It's become a news item - why the hell does it have to be a news item? - that Chick-Fil-A, a fast food establishment that focuses on chicken-based dishes, has an anti-gay stance.
So what? So do lots of churches, individuals, and assorted other organizations. What's the big deal?
Well, the big deal is the Chick-Fil-A is a service company. They provide a service, but they propound a philosophy that alienates a segment of the population. That's just bad business. More on that in a moment.
What other organizations have an anti-gay stance? The Boy Scouts of America, for one thing. Never mind that evidence exists that Robert Baden-Powell, founder of the Boy Scouts, himself might have had a homosexual pedophilic inclination of his own, they are a privately held organization with a deeply religious foundation. As such, their philosophy isn't something that can be regulated by government. They are their own deal, and should be. And how to deal with their anti-gay stance is simple:
If you find that objectionable, don't join the Boy Scouts. I did join the Scouts, but shouldn't have. I didn't enjoy it very much, though there were a few lessons that stick to this day. The most useful ones have had to do with how to tie assorted knots, but I picked some of those up from my dad, and Dad was never inclined to recommend anything as harebrained as a winter campout, so on balance Dad wins out as a more trustworthy former of young minds than the BSA.
So, back to Chick-Fil-A. I'm going to be completely honest, I love Chick-Fil-A. The food is very good and did you know that if you asked them nicely, they'll make a lunch sandwich for your breakfast? It takes a few minutes extra, but it's no problem at all. Anywhere else you go, the lunchtime menu is simply not available and won't be until 11:00 or so; Chick-Fil-A's people (in my admittedly limited experience of exactly ONE store on Clinton Highway in Knoxville, TN) are extremely pleasant, accommodating, and efficient. You want the chicken club sandwich for breakfast? "Just take a seat and we'll bring it to you when it's ready." Table service at a fast-food joint, no less. The quality of service at CFA blows everyone else out of the water.

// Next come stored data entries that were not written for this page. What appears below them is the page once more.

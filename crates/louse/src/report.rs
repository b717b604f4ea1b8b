//! The teardown report: totals, a corruption check over the live chain,
//! and the deduplicated leak listing.

use crate::block::BlockHeader;
use crate::config;
use crate::printer::{self, emit_error, emit_line, FixedWriter};
use crate::registry::LiveRegistry;
use crate::resolve::StackResolver;
use crate::util::fnv1a64;
use hashbrown::HashSet;
use regex::Regex;

const LEAK_BUFFER: usize = 16384;

/// Emit the final report for the chain starting at `head`.
///
/// # Safety
/// `head` must be the registry snapshot; the host must be quiescing (the
/// walk runs without the registry lock).
pub unsafe fn emit_results(head: *mut BlockHeader, totals: (u64, u64), filter: Option<&Regex>) {
    emit_line!("");
    emit_line!("RESULTS --------------------------------------------------------");
    emit_line!("");

    emit_line!("# total number of allocations: {}", totals.0);
    emit_line!("# total size of allocations: {}", totals.1);

    if LiveRegistry::is_corrupted(head) {
        emit_error!("check", "heap is corrupted - leak checking is not possible");
        return;
    }

    if config::with_leaks() {
        emit_leaks(head, filter);
    }

    emit_line!("");
}

unsafe fn emit_leaks(head: *mut BlockHeader, filter: Option<&Regex>) {
    let mut resolver = StackResolver::new();
    let mut seen: HashSet<u64> = HashSet::new();
    let colors = printer::use_colors();
    let max_frames = config::max_frames();
    let max_leaks = config::max_leaks() as u64;

    let mut unique: u64 = 0;
    let mut duplicates: u64 = 0;
    let mut leaked_bytes: u64 = 0;
    let mut truncated = false;

    let mut block = head;
    while !block.is_null() {
        let mut buffer = FixedWriter::<LEAK_BUFFER>::new();
        let resolved = resolver.resolve(max_frames, colors, &mut buffer, (*block).stack);
        let text = if resolved { buffer.as_str() } else { "" };

        if !suppress(filter, text) {
            let hash = fnv1a64(text.as_bytes());
            if seen.contains(&hash) {
                duplicates += 1;
                leaked_bytes += (*block).size as u64;
            } else {
                if seen.try_reserve(1).is_ok() {
                    seen.insert(hash);
                }
                emit_error!(
                    "check",
                    "leak of size {} byte(s), allocated with via {}:",
                    (*block).size,
                    (*block).kind().name()
                );
                emit_line!("{}", if text.is_empty() { "  # no stack available" } else { text });
                unique += 1;
                leaked_bytes += (*block).size as u64;

                if unique >= max_leaks {
                    emit_line!("# leak report truncated after {} unique leak(s)", unique);
                    truncated = true;
                    break;
                }
            }
        }

        block = (*block).next;
    }

    if truncated {
        return;
    }

    if leaked_bytes == 0 {
        emit_line!("# no leaks found");
    } else {
        emit_error!(
            "check",
            "found {} unique leaks(s), {} duplicates, with total size of {} byte(s)",
            unique,
            duplicates,
            leaked_bytes
        );
    }
}

fn suppress(filter: Option<&Regex>, text: &str) -> bool {
    match filter {
        Some(pattern) if !text.is_empty() => pattern.is_match(text),
        _ => false,
    }
}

But now here's this other matter: CFA's anti-gay stance, or to be more precise, anti-gay marriage stance. Well, that bugs me a little - it's kind of like being bitten by a dog you like. I like CFA and that isn't going to change, but I stand firmly in approval of gay marriage rights. I don't think that's a right that should be withheld from anyone for any reason.

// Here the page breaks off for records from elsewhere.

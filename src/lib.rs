//! Snake 3D - a tick-based snake game played inside a cube
//!
//! This library provides:
//! - Core simulation: snake, coins and the per-tick session (game module)
//! - The StartMenu / Play / GameOver state machine (scene module)
//! - Keyboard mapping (input module)
//! - TUI rendering of the cube as three projections (render module)
//! - Run statistics (metrics module)
//! - The interactive terminal front end (modes module)

pub mod game;
pub mod input;
pub mod metrics;
pub mod modes;
pub mod render;
pub mod scene;
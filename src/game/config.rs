use anyhow::{Context, Result, ensure};
use serde::{Deserialize, Serialize};
use std::path::Path;

/// Largest `half_extent` whose three projections still fit a terminal
pub const MAX_HALF_EXTENT: i32 = 32;

/// Configuration for the game
#[derive(Debug, Clone, PartialEq, Eq, Serialize, Deserialize)]
#[serde(default)]
pub struct GameConfig {
    /// Playable coordinates on every axis lie in `-half_extent..=half_extent`
    pub half_extent: i32,
    /// Initial length of the snake
    pub initial_snake_length: usize,
    /// Maximum number of coins on the field at once
    pub max_coins: usize,
    /// The snake advances once every this many ticks
    pub move_interval: u64,
    /// A coin spawn is attempted once every this many ticks
    pub spawn_interval: u64,
}

impl Default for GameConfig {
    fn default() -> Self {
        Self {
            half_extent: 6,
            initial_snake_length: 3,
            max_coins: 5,
            move_interval: 24,
            spawn_interval: 128,
        }
    }
}

impl GameConfig {
    /// Create a new configuration with a custom volume size
    pub fn new(half_extent: i32) -> Self {
        Self {
            half_extent,
            ..Default::default()
        }
    }

    /// Cells along one edge of the play volume
    pub fn side(&self) -> i32 {
        self.half_extent.saturating_mul(2).saturating_add(1)
    }

    /// Total number of cells in the play volume
    pub fn volume(&self) -> usize {
        let side = self.side().max(0) as usize;
        side.saturating_mul(side).saturating_mul(side)
    }

    /// Check that a session can be built from this configuration
    pub fn validate(&self) -> Result<()> {
        ensure!(
            (1..=MAX_HALF_EXTENT).contains(&self.half_extent),
            "half_extent must be between 1 and {MAX_HALF_EXTENT}, got {}",
            self.half_extent
        );
        ensure!(self.move_interval > 0, "move_interval must be positive");
        ensure!(self.spawn_interval > 0, "spawn_interval must be positive");
        ensure!(
            self.initial_snake_length >= 3,
            "initial_snake_length must be at least 3, got {}",
            self.initial_snake_length
        );
        ensure!(
            self.initial_snake_length as i32 - 1 <= self.half_extent,
            "a snake of length {} does not fit in a volume with half_extent {}",
            self.initial_snake_length,
            self.half_extent
        );
        ensure!(
            self.initial_snake_length + self.max_coins < self.volume(),
            "max_coins {} leaves no free cells in a volume of {}",
            self.max_coins,
            self.volume()
        );
        Ok(())
    }

    /// Parse a YAML document; missing keys fall back to defaults
    pub fn from_yaml_str(text: &str) -> Result<Self> {
        let config: Self = serde_yaml_ng::from_str(text).context("Failed to parse game config")?;
        config.validate()?;
        Ok(config)
    }

    /// Load a YAML configuration file
    pub fn load(path: &Path) -> Result<Self> {
        let text = std::fs::read_to_string(path)
            .with_context(|| format!("Failed to read config file {}", path.display()))?;
        Self::from_yaml_str(&text).with_context(|| format!("Invalid config file {}", path.display()))
    }
}
use ratatui::Frame;

use super::{Scene, SceneId, SceneRequest, SharedSession};
use crate::input::FrameInput;
use crate::render::Renderer;

/// Frames the score stays highlighted after a coin is eaten
const PICKUP_FLASH_FRAMES: u32 = 10;

/// Runs the session one tick per frame until the snake crashes
pub struct PlayScene {
    session: SharedSession,
    request: SceneRequest,
    renderer: Renderer,
    pickup_flash: u32,
}

impl PlayScene {
    pub fn new(session: SharedSession) -> Self {
        Self {
            session,
            request: SceneRequest::default(),
            renderer: Renderer::new(),
            pickup_flash: 0,
        }
    }
}

impl Scene for PlayScene {
    fn id(&self) -> SceneId {
        SceneId::Play
    }

    fn on_enter(&mut self) {
        self.pickup_flash = 0;
    }

    fn update(&mut self, input: &FrameInput) {
        let mut session = self.session.borrow_mut();
        let report = session.update(input.direction);

        if report.coin_collected {
            self.pickup_flash = PICKUP_FLASH_FRAMES;
        } else {
            self.pickup_flash = self.pickup_flash.saturating_sub(1);
        }

        if session.is_terminal() {
            self.request.request(SceneId::GameOver);
        }
    }

    fn draw(&self, frame: &mut Frame) {
        let session = self.session.borrow();
        self.renderer.render_play(frame, &session, self.pickup_flash > 0);
    }

    fn take_request(&mut self) -> Option<SceneId> {
        self.request.take()
    }
}
//! Flattening of the cubic volume onto the three axis planes

use crate::game::{Cell, GameSession};

/// What a projected grid square shows; later variants win
#[derive(Debug, Clone, Copy, PartialEq, Eq, PartialOrd, Ord)]
pub enum Mark {
    Empty,
    Coin,
    Body,
    Head,
}

/// Viewing plane of a projection
#[derive(Debug, Clone, Copy, PartialEq, Eq)]
pub enum Plane {
    /// Looking down the Y axis: X to the right, +Z towards the viewer
    Top,
    /// Looking down the Z axis: X to the right, Y up
    Front,
    /// Looking down the X axis: -Z to the right, Y up
    Side,
}

impl Plane {
    pub const ALL: [Plane; 3] = [Plane::Top, Plane::Front, Plane::Side];

    pub fn title(self) -> &'static str {
        match self {
            Plane::Top => " Top (X/Z) ",
            Plane::Front => " Front (X/Y) ",
            Plane::Side => " Side (Z/Y) ",
        }
    }

    /// (column, row) of `cell` in a grid of side `2 * half_extent + 1`
    pub fn project(self, cell: Cell, half_extent: i32) -> (i32, i32) {
        match self {
            Plane::Top => (cell.x + half_extent, cell.z + half_extent),
            Plane::Front => (cell.x + half_extent, half_extent - cell.y),
            Plane::Side => (half_extent - cell.z, half_extent - cell.y),
        }
    }
}

/// A square grid of marks for one plane
#[derive(Debug, Clone, PartialEq, Eq)]
pub struct Projection {
    pub plane: Plane,
    pub side: usize,
    rows: Vec<Vec<Mark>>,
}

impl Projection {
    pub fn of_session(session: &GameSession, plane: Plane) -> Self {
        let half_extent = session.config().half_extent;
        let mut projection = Self::empty(plane, half_extent);

        projection.paint(session.coins().iter(), Mark::Coin, half_extent);
        projection.paint(session.snake().iter().skip(1), Mark::Body, half_extent);
        projection.paint(std::iter::once(session.snake().head()), Mark::Head, half_extent);

        projection
    }

    fn empty(plane: Plane, half_extent: i32) -> Self {
        let side = (half_extent * 2 + 1).max(0) as usize;
        Self {
            plane,
            side,
            rows: vec![vec![Mark::Empty; side]; side],
        }
    }

    fn paint(&mut self, cells: impl Iterator<Item = Cell>, mark: Mark, half_extent: i32) {
        for cell in cells {
            let (col, row) = self.plane.project(cell, half_extent);
            // The head may already be outside the volume on the fatal tick
            let (Ok(col), Ok(row)) = (usize::try_from(col), usize::try_from(row)) else {
                continue;
            };
            if let Some(square) = self.rows.get_mut(row).and_then(|r| r.get_mut(col)) {
                *square = (*square).max(mark);
            }
        }
    }

    pub fn get(&self, col: usize, row: usize) -> Mark {
        self.rows
            .get(row)
            .and_then(|r| r.get(col))
            .copied()
            .unwrap_or(Mark::Empty)
    }

    pub fn rows(&self) -> impl Iterator<Item = &[Mark]> {
        self.rows.iter().map(Vec::as_slice)
    }
}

As comedian Denis Leary says, "Gay people should absolutely have the right to marry each other. Then they too can harbor years of resentment, bicker about bills and be generally miserable just like everyone else."
I never understand where comedians are coming from when they say stuff like that. I don't harbor resentments or bicker with my wife. If I did, we wouldn't have gotten married.

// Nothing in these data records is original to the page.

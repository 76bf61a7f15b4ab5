pub mod human;

pub use human::{HumanMode, HumanOptions};
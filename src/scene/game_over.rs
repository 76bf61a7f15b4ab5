use ratatui::Frame;

use super::{Scene, SceneId, SceneRequest, SharedSession};
use crate::input::FrameInput;
use crate::metrics::GameMetrics;
use crate::render::Renderer;

/// Shows the result of the finished run; any key resets the session and
/// starts a new one
pub struct GameOverScene {
    session: SharedSession,
    metrics: GameMetrics,
    request: SceneRequest,
    renderer: Renderer,
}

impl GameOverScene {
    pub fn new(session: SharedSession, tick_rate: u32) -> Self {
        Self {
            session,
            metrics: GameMetrics::new(tick_rate),
            request: SceneRequest::default(),
            renderer: Renderer::new(),
        }
    }

    pub fn metrics(&self) -> &GameMetrics {
        &self.metrics
    }
}

impl Scene for GameOverScene {
    fn id(&self) -> SceneId {
        SceneId::GameOver
    }

    fn on_enter(&mut self) {
        let session = self.session.borrow();
        self.metrics
            .on_game_over(session.score(), session.tick(), session.collision());
    }

    fn update(&mut self, input: &FrameInput) {
        if input.key_pressed {
            self.session.borrow_mut().reset();
            self.request.request(SceneId::Play);
        }
    }

    fn draw(&self, frame: &mut Frame) {
        // The session may already be reset for the next run
        self.renderer.render_game_over(frame, &self.metrics);
    }

    fn take_request(&mut self) -> Option<SceneId> {
        self.request.take()
    }
}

The Bible-based argument against gay marriage is right there in black and white, and since CFA is both privately owned and operated by a devout Southern Baptist who takes his denomination seriously, he's totally within his rights to use his company as a bully pulpit, if he wants, to make his convictions known. I hope he backs away from them just a bit, however: as I said, alienating a portion of your market is just bad business. If it bites you on the ass, you have no one to blame but yourself. But again since it's a privately held company, no one else will be blaming you, either.
One of the arguments I keep hearing against gay marriage is this: that it somehow dilutes straight people's marriages. How is that, exactly? I only married the one person, the only dilution my marriage can experience is going to come from exactly two people: her or me. No sign of that yet.
No, if you really want to prevent the devaluation of marriage, don't get divorced. Make the commitment and stick to it. I think it's asking too much to do something as crazy as outlaw divorce, people change over the course of years and undisclosed preexisting issues can come to light that cause intolerable interpersonal strain. Divorce has to exist as an option. But the fact that it does exist, in my mind, is one of those things that makes marriage even stronger. If I've been married for forty years when I could've gotten divorced at any time, doesn't that simply point up the depth of my commitment? Not lashed to each other by laws or religious tenets, our marriage is what the Bible intended for it to be in the first place: a permanent, voluntary union of souls, not an artificially enforced union of government assets or religious practitioners.
My point, at the end of all this verbiage, is the Chick-Fil-A is actually doing marriage no favors. Not in my opinion.
And on an aside, it's absolutely stupid of Boston (yes, the city) to disallow Chick-Fil-A to open any locations because of their professional convictions. They're many of the same convictions espoused by churches of many different denominations; have they disallowed any churches?